Bique à Poux frowned. ‘I know the sound of someone having his throat cut,’ he said. ‘The voice disappears in a gurgle. Wet. As if he’s drowning. As he is. In his own blood.’

Nosjean’s eyes narrowed. ‘How do you know what a man having his throat cut sounds like?’

Bique à Poux’s eyes became blank. ‘I once cut a man’s throat myself,’ he said.

Nosjean reached for his notebook. ‘When?’

‘1945. He was a German. I was on the run from them. One of them was separated from the others and I got him from behind. He was trying to call for help when I used my knife. You remember the sound all your life.’

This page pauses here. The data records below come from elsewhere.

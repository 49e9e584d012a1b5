//! Distributed Signature Generation (DSG) module
//!
//! Three broadcast rounds per signer:
//!
//! 1. commit to the affine coordinates of a fresh nonce point `R_i`
//! 2. open the commitment and prove knowledge of `r_i`
//! 3. check every peer's opening and proof, aggregate `R`, compute the
//!    challenge `lambda` and broadcast `s_i = lambda * w_i + r_i`
//!
//! [`Finalization`] sums the shares and checks the result before handing out
//! a standard Ed25519 signature.

mod dsg;
mod finalize;
mod messages;
mod round1;
mod round2;
mod round3;

#[cfg(test)]
pub(crate) mod testing;

pub use dsg::run_dsg;
pub use finalize::Finalization;
pub use messages::*;
pub use round1::CommitRound;
pub use round2::RevealRound;
pub use round3::ShareRound;

use crate::{Error, KeyShare, Result, SessionConfig, SigningMessage};
use curve25519_dalek::{EdwardsPoint, Scalar};
use zeroize::{Zeroize, ZeroizeOnDrop};

/// State every round of one signing session needs
#[derive(Zeroize, ZeroizeOnDrop)]
pub(crate) struct SignTemp {
    #[zeroize(skip)]
    pub(crate) config: SessionConfig,
    #[zeroize(skip)]
    pub(crate) ssid: Vec<u8>,
    /// `w_i = lambda_i * x_i`
    pub(crate) signing_share: Scalar,
    #[zeroize(skip)]
    pub(crate) public_key: EdwardsPoint,
    /// `W_j = lambda_j * X_j`, by session index
    #[zeroize(skip)]
    pub(crate) weighted_public_shares: Vec<EdwardsPoint>,
    #[zeroize(skip)]
    pub(crate) message: SigningMessage,
}

impl SignTemp {
    pub(crate) fn new(
        config: SessionConfig,
        key_share: &KeyShare,
        message: SigningMessage,
    ) -> Result<Self> {
        key_share.validate()?;
        config.validate()?;

        if config.threshold != key_share.threshold {
            return Err(Error::InvalidConfig(format!(
                "session threshold {} does not match key share threshold {}",
                config.threshold, key_share.threshold
            )));
        }
        if config.party_id()? != key_share.party_id {
            return Err(Error::InvalidPartyId(key_share.party_id));
        }

        let weighted_public_shares = config
            .parties
            .iter()
            .map(|&id| key_share.weighted_public_share(id, &config.parties))
            .collect::<Result<Vec<_>>>()?;

        Ok(Self {
            ssid: config.ssid(&key_share.public_key),
            signing_share: key_share.signing_share(&config.parties)?,
            public_key: key_share.public_key,
            weighted_public_shares,
            message,
            config,
        })
    }
}

/// This party's nonce `r_i`, its point and the round 2 opening
#[derive(Zeroize, ZeroizeOnDrop)]
pub(crate) struct Nonce {
    pub(crate) secret: Scalar,
    #[zeroize(skip)]
    pub(crate) point: EdwardsPoint,
    #[zeroize(skip)]
    pub(crate) reveal: NonceReveal,
}
//! Key share provisioning
//!
//! Signing takes key shares as input. The only way this crate produces them
//! is a trusted dealer, for tests and local demos; production shares come
//! from a distributed key generation run elsewhere.

mod dealer;

pub use dealer::{deal_shares, evaluate_polynomial};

Nosjean was tingling with excitement by now. ‘You were near enough to this man in the Bois Carré to hear that?’

‘Yes.’

‘Didn’t you hear anything else?’

‘Shots.’

‘How many?’

‘Five or six. I also heard someone say “liebstandarte” and “Sturmbannführer.”’

‘Those were German titles. SS titles. From the war.’

‘Yes. Everybody in France at one time knew what those words meant.’

By this time Nosjean had decided that it might be a good idea to visit the old man’s hideout in the woods as soon as possible.

‘I’ll be back,’ he said. With patience – and patience was a detective’s greatest virtue – he felt he might find out a great deal about what had happened in the woods that night the man at the calvary had been murdered because, by now, he was beginning to feel that Bique à Poux knew.

‘Keep at him, Nosjean,’ Pel said when he reported what he’d discovered. ‘And go and take a look at his camp tomorrow. You might be right. You might find something.’

 

Darcy was late man that night. He spent the time checking through the reports and once more tried Joséphine-Heloïse Aymé. But he seemed to have disappeared with a hollow thud into the limbo where old lovers fade away.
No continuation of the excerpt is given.